ECM/Universal 3528110
(53 Min., 9/2020)

Was für ein Pianist! Was für ein Flügel! Was für ein Raum! Schon die ersten Töne deuten an, dass Nik Bärtsch sich und dem Instrument einen Klangkosmos abverlangen wird, der weit über das hinausgeht, was gemeinhin von einem Solokonzert erwartet wird. Er bringt den Flügel zum Flirren, und Griffe in die Saiten lassen das Saiteninstrument auch Atmen und Fauchen. Dabei beherrscht er das Kunststück, die Klangcharakteristika der einzelnen Töne permanent zu ändern. Eine Figur, die gerade noch hart gewirkt hat, wandelt sich durch veränderten Anschlag und Pedaleinsatz in etwas Weiches mit völlig anderen Obertönen, auf das auch der Raum ganz anders als zuvor antwortet.

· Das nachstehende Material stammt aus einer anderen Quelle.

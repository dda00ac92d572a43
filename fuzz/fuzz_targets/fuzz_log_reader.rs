//! Fuzz target for event log ingestion.
//!
//! Arbitrary CSV payloads must yield an event log or an error, in both
//! timestamp modes, without panicking.

#![no_main]

use libfuzzer_sys::fuzz_target;
use ppm_config::ReadOptions;
use ppm_core::LogReader;

fuzz_target!(|data: &[u8]| {
    let single = ReadOptions::default();
    let _ = LogReader::new(&single).read_csv(data);

    let dual = ReadOptions {
        one_timestamp: false,
        filter_extraneous_columns: false,
        ..ReadOptions::default()
    };
    if let Ok(log) = LogReader::new(&dual).read_csv(data) {
        let _ = log.raw_traces();
        let _ = log.anchors();
    }
});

Letztendlich nimmt Nik Bärtsch seine Hörer auf eine klingende Trancereise mit. Er kennt das Instrument, und er weiß, wohin sich die „Module“ genannten Grundideen seiner Stücke entwickeln können. An manchen Punkten entsteht der Eindruck, er höre dem soeben Gespielten nach, bevor er eine neue Facette des Moduls einbringt, und an anderen scheint er sich über alles hinwegzusetzen und eine Bewegung in all ihren Facetten auskosten zu wollen. Wenn er im Korpus des Instruments mit der Hand oder Gegenständen den Klang der Saiten stumpfer werden lässt, wenn er die Saiten streicht oder anreißt, schafft er tönende Welten, die auf John Cages Stücken für Präpariertes Piano fußen. Mit einem Unterschied: Wir leben im Jahr 2021, und Bärtsch konnte 2020 all das, was in den 1950ern unkonventionell, wenn nicht gar revolutionär war, als selbstverständliche Ausdrucksform nutzen.
Ähnlich souverän wie Bärtsch mit dem Erbe Cages umgeht, bedient er sich auch bei den rhythmischen Verschiebungen und modifizierten Wiederholungen der Minimal Music. Schon Philip Glass, Steve Reich, John Adams und die anderen Minimalisten arbeiten damit, dass über scharf akzentuierten Ostinati wirbelnde Bewegungen und Melodien eine immense Sogwirkung entfalten können. Aber auch hier besteht ein Unterschied zur Inspirationsquelle: Bei Bärtsch wird die ursprüngliche Strenge zum spielerischen Element, das er zudem durch seine brillante Anschlag- und Pedaltechnik um feinste Klangnuancen bereichert. Sein Partner sind das Instrument und der Raum. Das macht die sechs Stücke absolut hörenswert.